* **REQUIRED ACTION**
Starting with the first line and ending with the one that holds "use std::cmp::Ordering;", retype the entries exactly.
*** RAW DATA ***
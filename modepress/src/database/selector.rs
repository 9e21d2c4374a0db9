//! MongoDB-style selector evaluation
//!
//! Supports field equality (array fields match by containment), the
//! comparison operators `$eq $ne $gt $gte $lt $lte`, the set operators
//! `$in $nin $all`, `$exists`, and the logical combinators `$and $or $nor`.
//! Field names may be dotted paths.

use crate::database::Document;
use crate::error::{Error, Result};
use crate::utils::object;
use serde_json::Value;
use std::cmp::Ordering;

/// Check whether a document satisfies a selector
///
/// `null` and `{}` match every document.
pub fn matches(doc: &Document, selector: &Value) -> Result<bool> {
    let conditions = match selector {
        Value::Null => return Ok(true),
        Value::Object(map) => map,
        other => {
            return Err(Error::database_query(format!(
                "Selector must be an object, got {}",
                other
            )))
        }
    };

    for (key, condition) in conditions {
        let matched = match key.as_str() {
            "$and" => sub_selectors(key, condition)?
                .iter()
                .map(|s| matches(doc, s))
                .collect::<Result<Vec<_>>>()?
                .into_iter()
                .all(|m| m),
            "$or" => {
                let mut any = false;
                for s in sub_selectors(key, condition)? {
                    if matches(doc, s)? {
                        any = true;
                        break;
                    }
                }
                any
            }
            "$nor" => {
                let mut none = true;
                for s in sub_selectors(key, condition)? {
                    if matches(doc, s)? {
                        none = false;
                        break;
                    }
                }
                none
            }
            op if op.starts_with('$') => {
                return Err(Error::database_query(format!(
                    "Unsupported top-level operator '{}'",
                    op
                )))
            }
            path => match_field(object::get(doc, path), condition)?,
        };

        if !matched {
            return Ok(false);
        }
    }

    Ok(true)
}

fn sub_selectors<'a>(op: &str, condition: &'a Value) -> Result<&'a Vec<Value>> {
    match condition {
        Value::Array(list) if !list.is_empty() => Ok(list),
        _ => Err(Error::database_query(format!(
            "'{}' expects a non-empty array of selectors",
            op
        ))),
    }
}

fn is_operator_object(condition: &Value) -> bool {
    match condition {
        Value::Object(map) => !map.is_empty() && map.keys().all(|k| k.starts_with('$')),
        _ => false,
    }
}

fn match_field(field: Option<&Value>, condition: &Value) -> Result<bool> {
    if !is_operator_object(condition) {
        return Ok(field_equals(field, condition));
    }

    let Value::Object(operators) = condition else {
        return Ok(false);
    };

    for (op, operand) in operators {
        let matched = match op.as_str() {
            "$eq" => field_equals(field, operand),
            "$ne" => !field_equals(field, operand),
            "$gt" => field_compares(field, operand, |o| o == Ordering::Greater),
            "$gte" => field_compares(field, operand, |o| o != Ordering::Less),
            "$lt" => field_compares(field, operand, |o| o == Ordering::Less),
            "$lte" => field_compares(field, operand, |o| o != Ordering::Greater),
            "$in" => list_operand(op, operand)?
                .iter()
                .any(|candidate| field_equals(field, candidate)),
            "$nin" => !list_operand(op, operand)?
                .iter()
                .any(|candidate| field_equals(field, candidate)),
            "$all" => {
                let required = list_operand(op, operand)?;
                match field {
                    Some(Value::Array(items)) => required
                        .iter()
                        .all(|r| items.iter().any(|item| values_equal(item, r))),
                    _ => false,
                }
            }
            "$exists" => {
                let wanted = operand.as_bool().ok_or_else(|| {
                    Error::database_query("'$exists' expects a boolean".to_string())
                })?;
                field.is_some() == wanted
            }
            other => {
                return Err(Error::database_query(format!(
                    "Unsupported operator '{}'",
                    other
                )))
            }
        };

        if !matched {
            return Ok(false);
        }
    }

    Ok(true)
}

fn list_operand<'a>(op: &str, operand: &'a Value) -> Result<&'a Vec<Value>> {
    operand
        .as_array()
        .ok_or_else(|| Error::database_query(format!("'{}' expects an array", op)))
}

/// Equality with MongoDB's array semantics: a scalar matches an array field
/// containing it, and a missing field matches `null`
fn field_equals(field: Option<&Value>, expected: &Value) -> bool {
    match field {
        None => expected.is_null(),
        Some(Value::Array(items)) if !expected.is_array() => {
            items.iter().any(|item| values_equal(item, expected))
        }
        Some(value) => values_equal(value, expected),
    }
}

fn field_compares<F>(field: Option<&Value>, operand: &Value, accept: F) -> bool
where
    F: Fn(Ordering) -> bool,
{
    match field {
        None => false,
        Some(Value::Array(items)) => items
            .iter()
            .any(|item| compare_values(item, operand).is_some_and(&accept)),
        Some(value) => compare_values(value, operand).is_some_and(accept),
    }
}

/// Structural equality where numbers compare by value (`1 == 1.0`)
pub fn values_equal(a: &Value, b: &Value) -> bool {
    match (a, b) {
        (Value::Number(x), Value::Number(y)) => x.as_f64() == y.as_f64(),
        (Value::Array(x), Value::Array(y)) => {
            x.len() == y.len() && x.iter().zip(y).all(|(l, r)| values_equal(l, r))
        }
        (Value::Object(x), Value::Object(y)) => {
            x.len() == y.len()
                && x
                    .iter()
                    .all(|(k, v)| y.get(k).is_some_and(|other| values_equal(v, other)))
        }
        _ => a == b,
    }
}

/// Order two values of the same kind; mixed kinds are unordered
pub fn compare_values(a: &Value, b: &Value) -> Option<Ordering> {
    match (a, b) {
        (Value::Number(x), Value::Number(y)) => x.as_f64()?.partial_cmp(&y.as_f64()?),
        (Value::String(x), Value::String(y)) => Some(x.cmp(y)),
        (Value::Bool(x), Value::Bool(y)) => Some(x.cmp(y)),
        _ => None,
    }
}

fn type_rank(value: Option<&Value>) -> u8 {
    match value {
        None | Some(Value::Null) => 0,
        Some(Value::Number(_)) => 1,
        Some(Value::String(_)) => 2,
        Some(Value::Object(_)) => 3,
        Some(Value::Array(_)) => 4,
        Some(Value::Bool(_)) => 5,
    }
}

/// Total order used for sorting: missing and null first, then by type, then by value
pub fn sort_order(a: Option<&Value>, b: Option<&Value>) -> Ordering {
    match (a, b) {
        (Some(x), Some(y)) => compare_values(x, y)
            .unwrap_or_else(|| type_rank(Some(x)).cmp(&type_rank(Some(y)))),
        _ => type_rank(a).cmp(&type_rank(b)),
    }
}
//! Document store collaborator
//!
//! The model layer only needs a MongoDB-shaped collection API: filtered
//! finds with sort/skip/limit/projection, counts, single-document inserts,
//! `$set`-style updates and deletes. `Collection` and `Database` describe
//! that contract; `memory` provides an in-process implementation.

pub mod collection;
pub mod memory;
pub mod query;
pub mod selector;

use serde_json::{Map, Value};

// Re-export main types for convenience
pub use collection::{Collection, Database, UpdateResult};
pub use memory::{MemoryCollection, MemoryDatabase};
pub use query::{FindQuery, OrderDirection, Update};

/// A stored document
pub type Document = Map<String, Value>;

/// Field holding a document's identity
pub const ID_FIELD: &str = "_id";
*** End of RAW DATA ***
* **RESPONSE TO THE TASK**
filename modepress/src/database/selector.rs
repository 9e21d2c4374a0db9
//! MongoDB-style selector evaluation
//!
//! Supports field equality (array fields match by containment), the
//! comparison operators `$eq $ne $gt $gte $lt $lte`, the set operators
//! `$in $nin $all`, `$exists`, and the logical combinators `$and $or $nor`.
//! Field names may be dotted paths.

use crate::database::Document;
use crate::error::{Error, Result};
use crate::utils::object;
use serde_json::Value;
use std::cmp::Ordering;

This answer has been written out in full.